A crowd had descended on the beach to the south side of the pier, including a gaggle of college kids on spring break. They lay in a pack on the sand like seals, sunning themselves in the unseasonable warmth. Girls were wearing bikinis. Summer was coming.
I geared up, suited up, and swam out. Dappled flecks of white glittered on the surface of the water like brush-marks on an early Impressionist painting. I started clicking away the moment I was in. I wasn’t really sure if I was getting anything good, but I didn't really care. I was happy just to be out in the ocean, feeling the sun on my face. It had been a long winter.
The surf was shapely and clean, coming in sets of peaky A-frames. Rights to the right and lefts to the left. Little hollow barrels that occasionally closed out onto sections that the boys were boosting off of all over the place. It was like the flying circus had come to town.
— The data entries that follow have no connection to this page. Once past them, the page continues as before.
//! Configuration module
//!
//! Global connection flags and the translation of flags plus environment
//! into the library configuration structs.

use anyhow::{Context, Result};
use clap::Args;
use remora_client::config::resolve_region;
use remora_client::{
    ExecutionClient, HttpExecutionClient, HttpObjectStore, LocalObjectStore, ObjectStore,
    ServiceConfig,
};
use remora_orchestrator::OrchestratorConfig;
use std::path::PathBuf;
use std::sync::Arc;
use std::time::Duration;

/// Connection flags shared by every command
#[derive(Args, Debug, Clone)]
pub struct GlobalArgs {
    /// Execution service URL
    #[arg(long, env = "REMORA_EXECUTION_URL", global = true)]
    pub execution_url: Option<String>,

    /// Object store URL (defaults to the execution service URL)
    #[arg(long, env = "REMORA_STORAGE_URL", global = true)]
    pub storage_url: Option<String>,

    /// Read artifacts from a mounted directory instead of the object store
    #[arg(long, env = "REMORA_STORAGE_DIR", global = true, conflicts_with = "storage_url")]
    pub storage_dir: Option<PathBuf>,

    /// Region sent with every request
    #[arg(long, global = true)]
    pub region: Option<String>,

    /// Bearer token for the services
    #[arg(long, env = "REMORA_AUTH_TOKEN", global = true, hide_env_values = true)]
    pub auth_token: Option<String>,

    /// Seconds between status queries
    #[arg(long, global = true)]
    pub poll_interval: Option<u64>,
}

impl GlobalArgs {
    /// Builds the service configuration from flags, then the environment
    pub fn service_config(&self) -> Result<ServiceConfig> {
        let execution_url = self.execution_url.clone().context(
            "No execution service URL, use --execution-url or set REMORA_EXECUTION_URL",
        )?;
        let storage_url = self
            .storage_url
            .clone()
            .unwrap_or_else(|| execution_url.clone());
        let region = self
            .region
            .clone()
            .unwrap_or_else(|| resolve_region(|key| std::env::var(key).ok()));

        let mut config = ServiceConfig::new(execution_url, storage_url).with_region(region);
        if let Some(token) = &self.auth_token {
            config = config.with_auth_token(token.clone());
        }
        if let Some(secs) = std::env::var("REMORA_REQUEST_TIMEOUT")
            .ok()
            .and_then(|v| v.parse::<u64>().ok())
        {
            config = config.with_request_timeout(Duration::from_secs(secs));
        }

        config.validate().context("Invalid service configuration")?;
        Ok(config)
    }

    /// Builds the orchestrator configuration from the environment and flags
    pub fn orchestrator_config(&self) -> Result<OrchestratorConfig> {
        self.orchestrator_config_from(|key| std::env::var(key).ok())
    }

    fn orchestrator_config_from(
        &self,
        lookup: impl Fn(&str) -> Option<String>,
    ) -> Result<OrchestratorConfig> {
        let mut config = OrchestratorConfig::from_lookup(lookup)
            .context("Failed to load orchestrator configuration")?;
        if let Some(secs) = self.poll_interval {
            config = config.with_poll_interval(Duration::from_secs(secs));
        }

        config.validate()?;
        Ok(config)
    }

    pub fn execution_client(&self) -> Result<Arc<dyn ExecutionClient>> {
        let config = self.service_config()?;
        let client = HttpExecutionClient::new(&config)
            .context("Failed to create execution service client")?;
        Ok(Arc::new(client))
    }

    /// Object store for artifacts: the mounted directory when given,
    /// otherwise the HTTP store
    pub fn object_store(&self) -> Result<Arc<dyn ObjectStore>> {
        if let Some(dir) = &self.storage_dir {
            return Ok(Arc::new(LocalObjectStore::new(dir)));
        }

        let config = self.service_config()?;
        let store = HttpObjectStore::new(&config).context("Failed to create object store client")?;
        Ok(Arc::new(store))
    }
}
There was a solid crew in the water that day: Billy, Sterling, Matt Pruett, Jeff, C Mac. Devin Chambers was there, and a few local Avon boys who were tolerating our presence because we were with Billy. From all sides guys were getting shacked, hauling down screamers, spraying me in the face, and getting airborne.
Around lunchtime we all took a break, refueled, hung out in the parking lot. The day was heating up; I took off my shirt and sat on the hood of the Cherokee playing guitar, my skin soaking up the Vitamin D like a dry sponge.
Billy and Jeff came back around and said they were moving to another location. I can't tell you where. Even the guys from town were worried we were treading on a local secret spot, but everybody was in a good mood all up and down the island that day, and it was nothing but welcomes and good vibes and hugs from old friends.
By this time folks were getting a little worn out, so a posse of guys in hoodies and flannel began to grow at the edge of the sea-grass. They passed around beers and cheered on the die-hards, who continued to ride the last golden sets of a slowly deteriorating swell. By tomorrow it would be gone.
We stayed until the sun disappeared behind the dunes. After pulling off wetsuits and packing up the trucks, we cleared out of that nameless sandy lane and scattered to our respective hobbit-holes.
On my way home the moon came out, full and clear, making its own white dapples on the ocean. The west wind kept blowing through the night, warm and thick with the smell of earth and pollen and new life coming back. My head was full of salt, my body flooded with that deep sensation of exhaustion and satisfaction that comes from a really good day in the water.
Somewhere up the road a couple dozen foam blanks lay stuck in trees, resting in pieces in the ditch, ruined by the fury of a spring squall. Though they would never be shaped and ridden, they had flown higher and further than anything any of us rode that day.